In July 1984, Judge Don Morgan, a state district court judge considered to be strongly attached to the First Amendment, issued a temporary injunction against Mabe. The gift-shop owner was forbidden to continue distributing the names and phone numbers. At the same time, the judge cited Mabe for contempt of court, fining him $500 and sentencing him to seven days in the county jail. The contempt penalties resulted, said the judge, from Mabe's having disobeyed a previous temporary restraining order to stop his shenanigans. (Mabe had dialed a call to the mayor for a New York woman who was indignant over the lack of restroom facilities.)
Mabe, having been led away to the slammer by three deputies, was soon released on a $50,000 bond, vowing to continue his free-speech fight as far as it would take him.
The next stop was a three-judge panel of the Texas Court of Appeals, First Supreme Judicial District. In January, those jurists reversed Judge Morgan, dissolving the injunction against Mabe. Privacy is a mighty important thing, said the court, but a prior restraint on speech is exceedingly hard to justify under the Constitution, especially when the speech is "critical of the conduct of public business or bears on some matter of public concern. In such an instance, the interest in privacy is outweighed by the larger, fundamental interest in free discussion. . . . "
Mabe's pamphlets "had a direct relationship to the public interest." As for the annoyances, including interruption of sleep, there is always, said the court, the option of getting an unlisted number.
A question not before the court was whether the First Amendment protects an irate citizen who has searched out a public official's unlisted number and uses it in the small hours of the morning. Mabe's lawyer, Anthony Grifld still have a First Amendment right, under those conditions, to exercise the ingenuity to track down his public servant and petition him by unlisted telephone. And that leads to a third option for the public official -- an answering machine that might also be programmed to yell back at the petitioner.
The plaintiffs have been denied a rehearing of the Court of Appeals decision, and the lawyer for the park board tells me he is now going to the highest court in the state, the Texas Supreme Court. (The attorney for the City of Galveston is less enthusiastic about continuing the climb.)

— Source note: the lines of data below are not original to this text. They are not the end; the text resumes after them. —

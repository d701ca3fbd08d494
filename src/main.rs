use anyhow::{Context, Result};
use clap::Parser;
use reqtime::cli::{Cli, OutputFormat};
use reqtime::config::{TrackerConfig, TrackerSettings};
use reqtime::scenario::{run_scenario, Scenario};
use reqtime::RequestTracker;
use std::path::Path;
use tracing_subscriber::EnvFilter;

/// Initialize the tracing subscriber; tracker output goes to stderr
///
/// `RUST_LOG` wins when set; otherwise INFO. `--debug` adds TRACE on top.
fn init_tracing(debug: bool) {
    let mut filter = EnvFilter::try_from_default_env().unwrap_or_else(|_| EnvFilter::new("info"));
    if debug {
        filter = filter.add_directive(tracing::Level::TRACE.into());
    }
    tracing_subscriber::fmt()
        .with_env_filter(filter)
        .with_writer(std::io::stderr)
        .with_target(debug)
        .init();
}

/// Settings file (if any), then REQTIME_* environment overrides
fn load_settings(path: Option<&Path>) -> Result<TrackerSettings> {
    let settings = match path {
        Some(path) => TrackerSettings::from_file(path)?,
        None => TrackerSettings::default(),
    };
    Ok(settings.apply_env()?)
}

fn main() -> Result<()> {
    let args = Cli::parse();

    init_tracing(args.debug);

    let mut settings = load_settings(args.config.as_deref())?;
    if args.verbose {
        settings.verbose = true;
    }

    let config = TrackerConfig::default()
        .with_settings(&settings)
        .on_end_request(|data| {
            tracing::debug!(
                session_id = %data.id,
                total_elapsed_ms = ?data.total_elapsed_ms,
                events = data.events.len(),
                "request finished"
            );
        });
    let tracker = RequestTracker::new(config);

    let scenario = Scenario::from_file(&args.scenario)?;
    let outcome = run_scenario(&tracker, &scenario, std::thread::sleep)
        .with_context(|| format!("Failed to replay {}", args.scenario.display()))?;

    match args.format {
        OutputFormat::Json => println!("{}", serde_json::to_string_pretty(&outcome.data)?),
        OutputFormat::Text => println!("{}", outcome.data),
        OutputFormat::ServerTiming => println!("{}", outcome.data.server_timing()),
    }

    Ok(())
}
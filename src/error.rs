//! Error and warning types
//!
//! Timing calls never return errors. Misuse is rendered through [`Misuse`]
//! and reported to the diagnostics sink. Setup code (settings files,
//! scenario files) returns the `Result` types below.

use thiserror::Error;
use uuid::Uuid;

/// Misuse of the timing API, reported as a warning and otherwise ignored
#[derive(Error, Debug, Clone, PartialEq, Eq)]
pub enum Misuse {
    #[error("An event with name {0} has already been created.")]
    AlreadyCreated(String),

    #[error("An event with name {0} has NOT been created. Use the record method to create it.")]
    NotCreated(String),

    #[error("An event with name {0} has not been stopped yet.")]
    NotStopped(String),

    #[error("Session {session} is closed; ignoring {op} of event {name}.")]
    SessionClosed {
        session: Uuid,
        op: &'static str,
        name: String,
    },
}

/// Errors loading tracker settings
#[derive(Error, Debug)]
pub enum ConfigError {
    #[error("Failed to read settings file {path}: {source}")]
    Read {
        path: String,
        #[source]
        source: std::io::Error,
    },

    #[error("Invalid settings: {0}")]
    Parse(#[from] toml::de::Error),

    #[error("Invalid value for {var}: {value} (expected {expected})")]
    InvalidEnv {
        var: &'static str,
        value: String,
        expected: &'static str,
    },
}

/// Errors loading or replaying a scenario
#[derive(Error, Debug)]
pub enum ScenarioError {
    #[error("Failed to read scenario file {path}: {source}")]
    Read {
        path: String,
        #[source]
        source: std::io::Error,
    },

    #[error("Invalid scenario: {0}")]
    Parse(#[from] toml::de::Error),

    #[error("Response operation {0} is not supported by the scenario response")]
    Unsupported(&'static str),

    #[error("Response operation {0} failed")]
    Failed(&'static str),
}

/// Result type for settings loading
pub type ConfigResult<T> = std::result::Result<T, ConfigError>;
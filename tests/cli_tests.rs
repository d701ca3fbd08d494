//! Integration tests for the reqtime binary
#![allow(deprecated)] // suppress assert_cmd::Command::cargo_bin deprecation in tests

use predicates::prelude::*;
use std::io::Write;
use tempfile::NamedTempFile;

const ITEMS: &str = r#"
[request]
method = "GET"
url = "/items/42"

[[steps]]
action = "record"
name = "db"

[[steps]]
action = "sleep"
ms = 5

[[steps]]
action = "stop"
name = "db"

[response]
op = "json"
body = { id = 42 }
"#;

fn write_temp(contents: &str) -> NamedTempFile {
    let mut file = NamedTempFile::new().unwrap();
    file.write_all(contents.as_bytes()).unwrap();
    file
}

#[test]
fn test_json_output_has_session_fields() {
    let scenario = write_temp(ITEMS);
    let mut cmd = assert_cmd::cargo::cargo_bin_cmd!("reqtime");
    cmd.arg(scenario.path());

    let output = cmd.output().unwrap();
    assert!(output.status.success());

    let json: serde_json::Value = serde_json::from_slice(&output.stdout).unwrap();
    assert_eq!(json["method"], "GET");
    assert_eq!(json["url"], "/items/42");
    assert_eq!(json["state"], "closed");
    assert!(json["events"]["db"]["elapsed_ms"].as_f64().unwrap() >= 5.0);
    assert!(json["total_elapsed_ms"].as_f64().unwrap() >= 5.0);
}

#[test]
fn test_verbose_logs_stopped_events() {
    let scenario = write_temp(ITEMS);
    let mut cmd = assert_cmd::cargo::cargo_bin_cmd!("reqtime");
    cmd.arg("--verbose").arg(scenario.path());

    cmd.assert()
        .success()
        .stderr(predicate::str::contains("db: ("))
        .stderr(predicate::str::contains("ms)"));
}

#[test]
fn test_quiet_run_has_no_event_lines() {
    let scenario = write_temp(ITEMS);
    let mut cmd = assert_cmd::cargo::cargo_bin_cmd!("reqtime");
    cmd.arg(scenario.path());

    cmd.assert()
        .success()
        .stderr(predicate::str::contains("db: (").not());
}

#[test]
fn test_rust_log_can_silence_event_lines() {
    let scenario = write_temp(ITEMS);
    let mut cmd = assert_cmd::cargo::cargo_bin_cmd!("reqtime");
    cmd.env("RUST_LOG", "warn").arg("--verbose").arg(scenario.path());

    cmd.assert()
        .success()
        .stderr(predicate::str::contains("db: (").not());
}

#[test]
fn test_misuse_is_reported_not_fatal() {
    let scenario = write_temp(
        r#"
[request]
url = "/"

[[steps]]
action = "stop"
name = "ghost"

[response]
op = "send_status"
status = 204
"#,
    );
    let mut cmd = assert_cmd::cargo::cargo_bin_cmd!("reqtime");
    cmd.arg(scenario.path());

    cmd.assert()
        .success()
        .stderr(predicate::str::contains("ghost has NOT been created"));
}

#[test]
fn test_server_timing_format() {
    let scenario = write_temp(ITEMS);
    let mut cmd = assert_cmd::cargo::cargo_bin_cmd!("reqtime");
    cmd.arg("--format").arg("server-timing").arg(scenario.path());

    cmd.assert()
        .success()
        .stdout(predicate::str::starts_with("db;dur="))
        .stdout(predicate::str::contains("total;dur="));
}

#[test]
fn test_text_format() {
    let scenario = write_temp(ITEMS);
    let mut cmd = assert_cmd::cargo::cargo_bin_cmd!("reqtime");
    cmd.arg("--format").arg("text").arg(scenario.path());

    cmd.assert()
        .success()
        .stdout(predicate::str::contains("GET /items/42"))
        .stdout(predicate::str::contains("total"));
}

#[test]
fn test_config_file_enables_verbose() {
    let scenario = write_temp(ITEMS);
    let config = write_temp("verbose = true\n");
    let mut cmd = assert_cmd::cargo::cargo_bin_cmd!("reqtime");
    cmd.arg("--config").arg(config.path()).arg(scenario.path());

    cmd.assert()
        .success()
        .stderr(predicate::str::contains("db: ("));
}

#[test]
fn test_env_override_enables_verbose() {
    let scenario = write_temp(ITEMS);
    let mut cmd = assert_cmd::cargo::cargo_bin_cmd!("reqtime");
    cmd.env("REQTIME_VERBOSE", "true").arg(scenario.path());

    cmd.assert()
        .success()
        .stderr(predicate::str::contains("db: ("));
}

#[test]
fn test_invalid_env_value_fails() {
    let scenario = write_temp(ITEMS);
    let mut cmd = assert_cmd::cargo::cargo_bin_cmd!("reqtime");
    cmd.env("REQTIME_VERBOSE", "sometimes").arg(scenario.path());

    cmd.assert()
        .failure()
        .stderr(predicate::str::contains("REQTIME_VERBOSE"));
}

#[test]
fn test_missing_scenario_fails() {
    let mut cmd = assert_cmd::cargo::cargo_bin_cmd!("reqtime");
    cmd.arg("/nonexistent/scenario.toml");

    cmd.assert()
        .failure()
        .stderr(predicate::str::contains("Failed to read scenario file"));
}

#[test]
fn test_invalid_scenario_fails() {
    let scenario = write_temp("[request]\n");
    let mut cmd = assert_cmd::cargo::cargo_bin_cmd!("reqtime");
    cmd.arg(scenario.path());

    cmd.assert()
        .failure()
        .stderr(predicate::str::contains("Invalid scenario"));
}
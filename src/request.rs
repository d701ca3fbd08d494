//! Request side of the host integration
//!
//! [`Instrumentable`] is what `intercept` needs from a host request: its
//! verb and route, and a slot to carry the [`TimingHandle`]. With the `http`
//! feature, `http::Request<B>` stores the handle in its extensions.

use crate::handle::TimingHandle;
use std::borrow::Cow;

/// A host request that can carry a timing session
pub trait Instrumentable {
    fn method(&self) -> Cow<'_, str>;

    /// Route including any query string
    fn url(&self) -> Cow<'_, str>;

    fn attach_timing(&mut self, handle: TimingHandle);

    fn timing(&self) -> Option<&TimingHandle>;
}

#[cfg(feature = "http")]
impl<B> Instrumentable for http::Request<B> {
    fn method(&self) -> Cow<'_, str> {
        Cow::Borrowed(http::Request::method(self).as_str())
    }

    fn url(&self) -> Cow<'_, str> {
        match self.uri().path_and_query() {
            Some(pq) => Cow::Borrowed(pq.as_str()),
            None => Cow::Owned(self.uri().to_string()),
        }
    }

    fn attach_timing(&mut self, handle: TimingHandle) {
        self.extensions_mut().insert(handle);
    }

    fn timing(&self) -> Option<&TimingHandle> {
        self.extensions().get::<TimingHandle>()
    }
}
//! Response surface and the finalizing decorator
//!
//! Hosts expose their response object through [`ResponseSurface`]. The
//! tracker hands application code a [`TimedResponse`] instead, which runs
//! each original operation and then finalizes the session. Whichever
//! operation fires first closes the session; later ones are no-ops for
//! timing.

use crate::handle::TimingHandle;
use crate::wrap;
use serde_json::Value;
use std::fmt;
use std::path::Path;

/// The response-emitting operations that finalize a session
#[derive(Debug, Clone, Copy, PartialEq, Eq, Hash)]
pub enum ResponseOp {
    Send,
    SendFile,
    Render,
    SendStatus,
    Json,
    Jsonp,
    End,
}

impl ResponseOp {
    pub const ALL: [ResponseOp; 7] = [
        ResponseOp::Send,
        ResponseOp::SendFile,
        ResponseOp::Render,
        ResponseOp::SendStatus,
        ResponseOp::Json,
        ResponseOp::Jsonp,
        ResponseOp::End,
    ];

    pub fn name(self) -> &'static str {
        match self {
            ResponseOp::Send => "send",
            ResponseOp::SendFile => "send_file",
            ResponseOp::Render => "render",
            ResponseOp::SendStatus => "send_status",
            ResponseOp::Json => "json",
            ResponseOp::Jsonp => "jsonp",
            ResponseOp::End => "end",
        }
    }
}

impl fmt::Display for ResponseOp {
    fn fmt(&self, f: &mut fmt::Formatter<'_>) -> fmt::Result {
        f.write_str(self.name())
    }
}

/// A host framework's response object
///
/// Hosts lacking an operation return `false` from [`supports`](Self::supports)
/// for it; [`TimedResponse`] then forwards that operation without finalizing.
pub trait ResponseSurface {
    type Error;

    /// Send a response body
    fn send(&mut self, body: &[u8]) -> Result<(), Self::Error>;

    /// Stream a file as the response body
    fn send_file(&mut self, path: &Path) -> Result<(), Self::Error>;

    /// Render a named template with `locals`
    fn render(&mut self, view: &str, locals: &Value) -> Result<(), Self::Error>;

    /// Send a bare status code
    fn send_status(&mut self, status: u16) -> Result<(), Self::Error>;

    fn json(&mut self, body: &Value) -> Result<(), Self::Error>;

    fn jsonp(&mut self, body: &Value) -> Result<(), Self::Error>;

    /// End the response stream, optionally with a final chunk
    fn end(&mut self, chunk: Option<&[u8]>) -> Result<(), Self::Error>;

    fn supports(&self, _op: ResponseOp) -> bool {
        true
    }
}

/// Response decorator that finalizes the session after each operation
///
/// The original operation runs exactly once with its arguments untouched,
/// and its result is returned as is. Finalization only follows an `Ok`.
pub struct TimedResponse<R> {
    inner: R,
    handle: TimingHandle,
}

impl<R: ResponseSurface> TimedResponse<R> {
    pub fn new(inner: R, handle: TimingHandle) -> Self {
        Self { inner, handle }
    }

    pub fn handle(&self) -> &TimingHandle {
        &self.handle
    }

    pub fn inner(&self) -> &R {
        &self.inner
    }

    pub fn into_inner(self) -> R {
        self.inner
    }

    fn emit<A, F>(&mut self, op: ResponseOp, args: A, mut original: F) -> Result<(), R::Error>
    where
        F: FnMut(&mut R, A) -> Result<(), R::Error>,
    {
        if !self.inner.supports(op) {
            return original(&mut self.inner, args);
        }

        let inner = &mut self.inner;
        let handle = &self.handle;
        let mut finalizing = wrap::after(
            move |args: A| original(&mut *inner, args),
            |out: &Result<(), R::Error>| {
                if out.is_ok() && handle.end_request() {
                    tracing::debug!(session_id = %handle.id(), op = op.name(), "finalized by response");
                }
            },
        );
        finalizing(args)
    }
}

impl<R: ResponseSurface> ResponseSurface for TimedResponse<R> {
    type Error = R::Error;

    fn send(&mut self, body: &[u8]) -> Result<(), Self::Error> {
        self.emit(ResponseOp::Send, body, |r, body| r.send(body))
    }

    fn send_file(&mut self, path: &Path) -> Result<(), Self::Error> {
        self.emit(ResponseOp::SendFile, path, |r, path| r.send_file(path))
    }

    fn render(&mut self, view: &str, locals: &Value) -> Result<(), Self::Error> {
        self.emit(ResponseOp::Render, (view, locals), |r, (view, locals)| {
            r.render(view, locals)
        })
    }

    fn send_status(&mut self, status: u16) -> Result<(), Self::Error> {
        self.emit(ResponseOp::SendStatus, status, |r, status| r.send_status(status))
    }

    fn json(&mut self, body: &Value) -> Result<(), Self::Error> {
        self.emit(ResponseOp::Json, body, |r, body| r.json(body))
    }

    fn jsonp(&mut self, body: &Value) -> Result<(), Self::Error> {
        self.emit(ResponseOp::Jsonp, body, |r, body| r.jsonp(body))
    }

    fn end(&mut self, chunk: Option<&[u8]>) -> Result<(), Self::Error> {
        self.emit(ResponseOp::End, chunk, |r, chunk| r.end(chunk))
    }

    fn supports(&self, op: ResponseOp) -> bool {
        self.inner.supports(op)
    }
}

impl<R: fmt::Debug> fmt::Debug for TimedResponse<R> {
    fn fmt(&self, f: &mut fmt::Formatter<'_>) -> fmt::Result {
        f.debug_struct("TimedResponse")
            .field("inner", &self.inner)
            .field("session_id", &self.handle.id())
            .finish()
    }
}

Cheering Mabe on all the way has been Inbetween, a fortnightly "alternative" magazine in Galveston. After the lower court was reversed, the publication said of the litigious politicians: "They should realize that dialogue with constituents doesn't end with their election. In fact it just begins. We encourage our readers to call and register protest with our public officials anytime they like."
Meanwhile, Mabe, merrily proclaiming that his belief in the court system has been restored, plans to use that system to sue the City of Galveston and its mayor for the $14,000 in legal fees it has cost him to send his pamphlets into the world again. Mabe also points out that with all the money the city has spent trying to punish him, it could have put up the restrooms on Seawall Boulevard.